Background: Ehlers-Danlos Type IV (EDS-IV) is a rare genetic condition causing defective type III procollagen synthesis. This mutation can be inherited or it can occur spontaneously. These patients present with arterial catastrophes, including dissection, rupture and/or aneurysm formation. Unfortunately, mortality is frequent due to the extreme friability of the tissues in these patients.
Methods: A thirty-five year-old, male, non-smoker transferred to our institution with malignant hypertension and renal insufficiency. Systolic pressure was above 220 mmHg, requiring intravenous infusion of nitroprusside for control. Imaging from the transferring institution demonstrated flow disturbances in the bilateral renal arteries. Due to the patient's elevated creatinine (1.6 mg/dl), we performed angiography, to provide treatment for presumed stenoses at the same setting. The left renal artery had a string of beads appearance and stenoses at the level of the renal artery bifurcations. The right had a dual renal artery system. The right main renal artery had an aneurysm at the hilum and the accessory artery had a dissection flap and a large distal aneurysm. A presumptive diagnosis of fibromuscular dysplasia was assigned, and the left sided stenoses were successfully angioplastied. The right system was inappropriate for endovascular treatment and an operative bypass was planned.
During the surgical exposure, extensive fragility of the tissues was noted. Specifically, the tissues would not hold suture and gentle dissection of the two right renal arteries resulted in large defects from minimal handling. The bypass plan was aborted and a right nephrectomy was performed. The wound was packed for hemostasis and the next day returned to the OR for inspection and final closure. Post-operative course was uneventful and the malignant hypertension resolved. He did have chronic renal insufficiency (creatinine of 3 mg/dl) and eventual formation of a large incisional hernia. He has not required dialysis in four years of follow-up, and periodic full body MRI has not identified new arterial pathology.
Results: A skin biopsy with fibroblast culture was performed. These samples were sent to the University of Washington for analysis. The amount of type III procollagen secreted by the cells was diminished. Also, a mutation in the COL3A1 gene was identified, and the diagnosis of EDS-IV was confirmed.

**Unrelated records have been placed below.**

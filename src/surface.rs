// ============================================================================
// PIXEL SURFACE: owned contiguous RGBA8 buffer used by every layer
// ============================================================================

use egui::{Pos2, Rect};
use image::{imageops, Rgba, RgbaImage};

use crate::error::{EditError, EditResult};

/// Largest surface we agree to allocate (~256 megapixels).
pub const MAX_SURFACE_PIXELS: u64 = 256_000_000;

pub const TRANSPARENT: Rgba<u8> = Rgba([0, 0, 0, 0]);

/// Sampling used when `draw_image` scales a source region.
#[derive(Clone, Copy, Debug, PartialEq, Eq, Default)]
pub enum ResampleFilter {
    Nearest,
    #[default]
    Bilinear,
}

impl ResampleFilter {
    pub fn name(&self) -> &'static str {
        match self {
            ResampleFilter::Nearest => "nearest",
            ResampleFilter::Bilinear => "bilinear",
        }
    }

    pub fn from_name(name: &str) -> Option<Self> {
        match name.trim().to_lowercase().as_str() {
            "nearest" => Some(ResampleFilter::Nearest),
            "bilinear" | "linear" => Some(ResampleFilter::Bilinear),
            _ => None,
        }
    }
}

/// Reject zero sides and anything over `MAX_SURFACE_PIXELS`.
pub fn check_dimensions(width: u32, height: u32) -> EditResult<()> {
    if width == 0 || height == 0 {
        return Err(EditError::InvalidGeometry {
            width: width as i64,
            height: height as i64,
        });
    }
    if (width as u64) * (height as u64) > MAX_SURFACE_PIXELS {
        return Err(EditError::AllocationFailure { width, height });
    }
    Ok(())
}

/// Zero-filled RGBA buffer. Uses `try_reserve_exact` so an impossible
/// allocation comes back as an error instead of aborting the process.
fn allocate(width: u32, height: u32) -> EditResult<RgbaImage> {
    check_dimensions(width, height)?;
    let len = width as usize * height as usize * 4;
    let mut buf: Vec<u8> = Vec::new();
    buf.try_reserve_exact(len)
        .map_err(|_| EditError::AllocationFailure { width, height })?;
    buf.resize(len, 0);
    RgbaImage::from_raw(width, height, buf).ok_or(EditError::AllocationFailure { width, height })
}

/// Straight-alpha source-over of `src` (scaled by `alpha`) onto `dst`.
#[inline]
pub fn source_over(dst: Rgba<u8>, src: Rgba<u8>, alpha: f32) -> Rgba<u8> {
    let sa = (src[3] as f32 / 255.0) * alpha.clamp(0.0, 1.0);
    if sa <= 0.0 {
        return dst;
    }
    if sa >= 1.0 {
        return Rgba([src[0], src[1], src[2], 255]);
    }
    let da = dst[3] as f32 / 255.0;
    let out_a = sa + da * (1.0 - sa);
    if out_a <= 0.0 {
        return TRANSPARENT;
    }
    let mut out = [0u8; 4];
    for c in 0..3 {
        let s = src[c] as f32 / 255.0;
        let d = dst[c] as f32 / 255.0;
        let v = (s * sa + d * da * (1.0 - sa)) / out_a;
        out[c] = (v * 255.0).round().clamp(0.0, 255.0) as u8;
    }
    out[3] = (out_a * 255.0).round().clamp(0.0, 255.0) as u8;
    Rgba(out)
}

/// Destination-out: remove `alpha` worth of coverage from `dst`.
#[inline]
pub fn destination_out(dst: Rgba<u8>, alpha: f32) -> Rgba<u8> {
    let keep = 1.0 - alpha.clamp(0.0, 1.0);
    let a = (dst[3] as f32 * keep).round().clamp(0.0, 255.0) as u8;
    if a == 0 {
        TRANSPARENT
    } else {
        Rgba([dst[0], dst[1], dst[2], a])
    }
}

/// A width × height RGBA8 pixel buffer, row-major, straight alpha.
///
/// Owned by exactly one layer (or one history snapshot). Geometry changes
/// produce a new surface rather than mutating this one in place.
#[derive(Clone, Debug, PartialEq, Eq)]
pub struct PixelSurface {
    image: RgbaImage,
}

impl PixelSurface {
    // ---- construction -------------------------------------------------------

    /// Allocate a fully transparent surface.
    pub fn new(width: u32, height: u32) -> EditResult<Self> {
        Ok(Self { image: allocate(width, height)? })
    }

    pub fn filled(width: u32, height: u32, color: Rgba<u8>) -> EditResult<Self> {
        let mut surface = Self::new(width, height)?;
        surface.fill(color);
        Ok(surface)
    }

    /// Wrap an existing image. Zero-sized images are rejected.
    pub fn from_rgba_image(image: RgbaImage) -> EditResult<Self> {
        check_dimensions(image.width(), image.height())?;
        Ok(Self { image })
    }

    /// Build from a flat row-major RGBA byte vector.
    pub fn from_raw(width: u32, height: u32, data: Vec<u8>) -> EditResult<Self> {
        check_dimensions(width, height)?;
        let expected = width as usize * height as usize * 4;
        let actual = data.len();
        let image = RgbaImage::from_raw(width, height, data)
            .ok_or(EditError::BufferSize { expected, actual })?;
        Ok(Self { image })
    }

    // ---- geometry -----------------------------------------------------------

    pub fn width(&self) -> u32 {
        self.image.width()
    }

    pub fn height(&self) -> u32 {
        self.image.height()
    }

    pub fn dimensions(&self) -> (u32, u32) {
        self.image.dimensions()
    }

    pub fn bounds(&self) -> Rect {
        Rect::from_min_size(Pos2::ZERO, egui::vec2(self.width() as f32, self.height() as f32))
    }

    pub fn memory_bytes(&self) -> usize {
        self.image.as_raw().len()
    }

    // ---- pixel access -------------------------------------------------------

    /// Read a pixel; out-of-range coordinates read as transparent.
    #[inline]
    pub fn get_pixel(&self, x: u32, y: u32) -> Rgba<u8> {
        if x >= self.width() || y >= self.height() {
            return TRANSPARENT;
        }
        *self.image.get_pixel(x, y)
    }

    /// Signed-coordinate read, transparent outside the surface.
    #[inline]
    pub fn get_pixel_i(&self, x: i64, y: i64) -> Rgba<u8> {
        if x < 0 || y < 0 {
            return TRANSPARENT;
        }
        self.get_pixel(x as u32, y as u32)
    }

    /// Write a pixel; out-of-range writes are dropped.
    #[inline]
    pub fn put_pixel(&mut self, x: u32, y: u32, pixel: Rgba<u8>) {
        if x < self.width() && y < self.height() {
            self.image.put_pixel(x, y, pixel);
        }
    }

    #[inline]
    pub fn pixel_mut(&mut self, x: u32, y: u32) -> Option<&mut Rgba<u8>> {
        if x < self.width() && y < self.height() {
            Some(self.image.get_pixel_mut(x, y))
        } else {
            None
        }
    }

    /// Raw row-major RGBA bytes.
    pub fn pixels(&self) -> &[u8] {
        self.image.as_raw()
    }

    pub(crate) fn pixels_mut(&mut self) -> &mut [u8] {
        &mut self.image
    }

    /// Overwrite every pixel from a flat RGBA buffer of matching length.
    pub fn put_pixels(&mut self, data: &[u8]) -> EditResult<()> {
        let expected = self.memory_bytes();
        if data.len() != expected {
            return Err(EditError::BufferSize { expected, actual: data.len() });
        }
        self.pixels_mut().copy_from_slice(data);
        Ok(())
    }

    pub fn as_rgba_image(&self) -> &RgbaImage {
        &self.image
    }

    pub fn into_rgba_image(self) -> RgbaImage {
        self.image
    }

    // ---- bulk ops -----------------------------------------------------------

    pub fn fill(&mut self, color: Rgba<u8>) {
        for px in self.image.pixels_mut() {
            *px = color;
        }
    }

    pub fn clear(&mut self) {
        self.pixels_mut().fill(0);
    }

    /// Zero every pixel whose centre lies inside `rect`.
    pub fn clear_rect(&mut self, rect: Rect) {
        let Some((x0, y0, x1, y1)) = self.pixel_span(rect) else { return };
        let stride = self.width() as usize * 4;
        let buf = self.pixels_mut();
        for y in y0..y1 {
            let start = y as usize * stride + x0 as usize * 4;
            let end = y as usize * stride + x1 as usize * 4;
            buf[start..end].fill(0);
        }
    }

    /// Integer pixel range `[x0, x1) × [y0, y1)` whose centres fall inside
    /// `rect`, clipped to the surface. `None` when empty.
    pub fn pixel_span(&self, rect: Rect) -> Option<(u32, u32, u32, u32)> {
        if !(rect.width() > 0.0 && rect.height() > 0.0) {
            return None;
        }
        let x0 = (rect.min.x - 0.5).ceil().max(0.0);
        let y0 = (rect.min.y - 0.5).ceil().max(0.0);
        let x1 = (rect.max.x - 0.5).ceil().min(self.width() as f32);
        let y1 = (rect.max.y - 0.5).ceil().min(self.height() as f32);
        if x0 >= x1 || y0 >= y1 {
            return None;
        }
        Some((x0 as u32, y0 as u32, x1 as u32, y1 as u32))
    }

    /// Draw `src_rect` of `source` into `dst_rect` of this surface
    /// (source-over), resampling with `filter` when the sizes differ.
    /// Samples never read outside `src_rect`.
    pub fn draw_image(&mut self, source: &PixelSurface, src_rect: Rect, dst_rect: Rect, filter: ResampleFilter) {
        let src_rect = src_rect.intersect(source.bounds());
        if !(src_rect.width() > 0.0 && src_rect.height() > 0.0) {
            return;
        }
        let Some((x0, y0, x1, y1)) = self.pixel_span(dst_rect) else { return };

        let sx_scale = src_rect.width() / dst_rect.width();
        let sy_scale = src_rect.height() / dst_rect.height();
        // Integer texel range the sampler may touch.
        let tx0 = src_rect.min.x.floor() as i64;
        let ty0 = src_rect.min.y.floor() as i64;
        let tx1 = (src_rect.max.x.ceil() as i64 - 1).max(tx0);
        let ty1 = (src_rect.max.y.ceil() as i64 - 1).max(ty0);

        for y in y0..y1 {
            let v = src_rect.min.y + (y as f32 + 0.5 - dst_rect.min.y) * sy_scale;
            for x in x0..x1 {
                let u = src_rect.min.x + (x as f32 + 0.5 - dst_rect.min.x) * sx_scale;
                let sample = match filter {
                    ResampleFilter::Nearest => {
                        let sx = (u.floor() as i64).clamp(tx0, tx1);
                        let sy = (v.floor() as i64).clamp(ty0, ty1);
                        source.get_pixel_i(sx, sy)
                    }
                    ResampleFilter::Bilinear => {
                        bilinear_sample(source, u - 0.5, v - 0.5, (tx0, ty0, tx1, ty1))
                    }
                };
                if sample[3] == 0 {
                    continue;
                }
                let dst = self.get_pixel(x, y);
                self.put_pixel(x, y, source_over(dst, sample, 1.0));
            }
        }
    }

    // ---- whole-surface transforms (each returns a new surface) --------------

    /// Resample the whole surface to `new_w × new_h`.
    pub fn resized(&self, new_w: u32, new_h: u32, filter: ResampleFilter) -> EditResult<Self> {
        let mut out = Self::new(new_w, new_h)?;
        let bounds = out.bounds();
        out.draw_image(self, self.bounds(), bounds, filter);
        Ok(out)
    }

    /// Copy the `w × h` region starting at `(x, y)` into a new surface.
    /// Parts of the region outside this surface come out transparent.
    pub fn cropped(&self, x: i64, y: i64, w: u32, h: u32) -> EditResult<Self> {
        let mut out = Self::new(w, h)?;
        let src_w = self.width() as i64;
        let src_h = self.height() as i64;
        let col0 = x.max(0);
        let col1 = (x + w as i64).min(src_w);
        if col0 >= col1 {
            return Ok(out);
        }
        let src_stride = src_w as usize * 4;
        let dst_stride = w as usize * 4;
        let bytes = (col1 - col0) as usize * 4;
        let dst_col = (col0 - x) as usize * 4;
        for row in 0..h as i64 {
            let sy = y + row;
            if sy < 0 || sy >= src_h {
                continue;
            }
            let s = sy as usize * src_stride + col0 as usize * 4;
            let d = row as usize * dst_stride + dst_col;
            out.pixels_mut()[d..d + bytes].copy_from_slice(&self.pixels()[s..s + bytes]);
        }
        Ok(out)
    }

    pub fn rotated_90_cw(&self) -> Self {
        Self { image: imageops::rotate90(&self.image) }
    }

    pub fn rotated_90_ccw(&self) -> Self {
        Self { image: imageops::rotate270(&self.image) }
    }

    pub fn rotated_180(&self) -> Self {
        Self { image: imageops::rotate180(&self.image) }
    }

    pub fn flipped_horizontal(&self) -> Self {
        Self { image: imageops::flip_horizontal(&self.image) }
    }

    pub fn flipped_vertical(&self) -> Self {
        Self { image: imageops::flip_vertical(&self.image) }
    }
}

/// Bilinear interpolation at continuous texel coordinates, clamped to the
/// inclusive texel box `(x0, y0, x1, y1)`.
fn bilinear_sample(img: &PixelSurface, x: f32, y: f32, clamp: (i64, i64, i64, i64)) -> Rgba<u8> {
    let (cx0, cy0, cx1, cy1) = clamp;
    let x = x.clamp(cx0 as f32, cx1 as f32);
    let y = y.clamp(cy0 as f32, cy1 as f32);
    let x0 = x.floor() as i64;
    let y0 = y.floor() as i64;
    let x1 = (x0 + 1).min(cx1);
    let y1 = (y0 + 1).min(cy1);
    let fx = x - x0 as f32;
    let fy = y - y0 as f32;

    let p00 = img.get_pixel_i(x0, y0);
    let p10 = img.get_pixel_i(x1, y0);
    let p01 = img.get_pixel_i(x0, y1);
    let p11 = img.get_pixel_i(x1, y1);

    // Interpolate premultiplied so transparent neighbours do not darken edges.
    let w = [(1.0 - fx) * (1.0 - fy), fx * (1.0 - fy), (1.0 - fx) * fy, fx * fy];
    let px = [p00, p10, p01, p11];
    let mut acc = [0.0f32; 4];
    for (p, wt) in px.iter().zip(w) {
        let a = p[3] as f32 / 255.0;
        acc[0] += p[0] as f32 * a * wt;
        acc[1] += p[1] as f32 * a * wt;
        acc[2] += p[2] as f32 * a * wt;
        acc[3] += a * wt;
    }
    if acc[3] <= 0.0 {
        return TRANSPARENT;
    }
    Rgba([
        (acc[0] / acc[3]).round().clamp(0.0, 255.0) as u8,
        (acc[1] / acc[3]).round().clamp(0.0, 255.0) as u8,
        (acc[2] / acc[3]).round().clamp(0.0, 255.0) as u8,
        (acc[3] * 255.0).round().clamp(0.0, 255.0) as u8,
    ])
}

Conclusions: The presentation of EDS-IV with malignant hypertension and renal artery aneurysms and stenoses is exceedingly rare. In addition, successful treatment of the renal artery stenoses on the left utilizing endovascular techniques is notable, and has allowed this patient to remain free from dialysis in long-term follow-up, despite the loss of the right kidney. EDS-IV patients should be treated conservatively, if possible. Endovascular techniques may offer less morbidity and mortality compared to surgery, and if surgery is required then it is recommended to focus on simple artery ligation as opposed to reconstruction.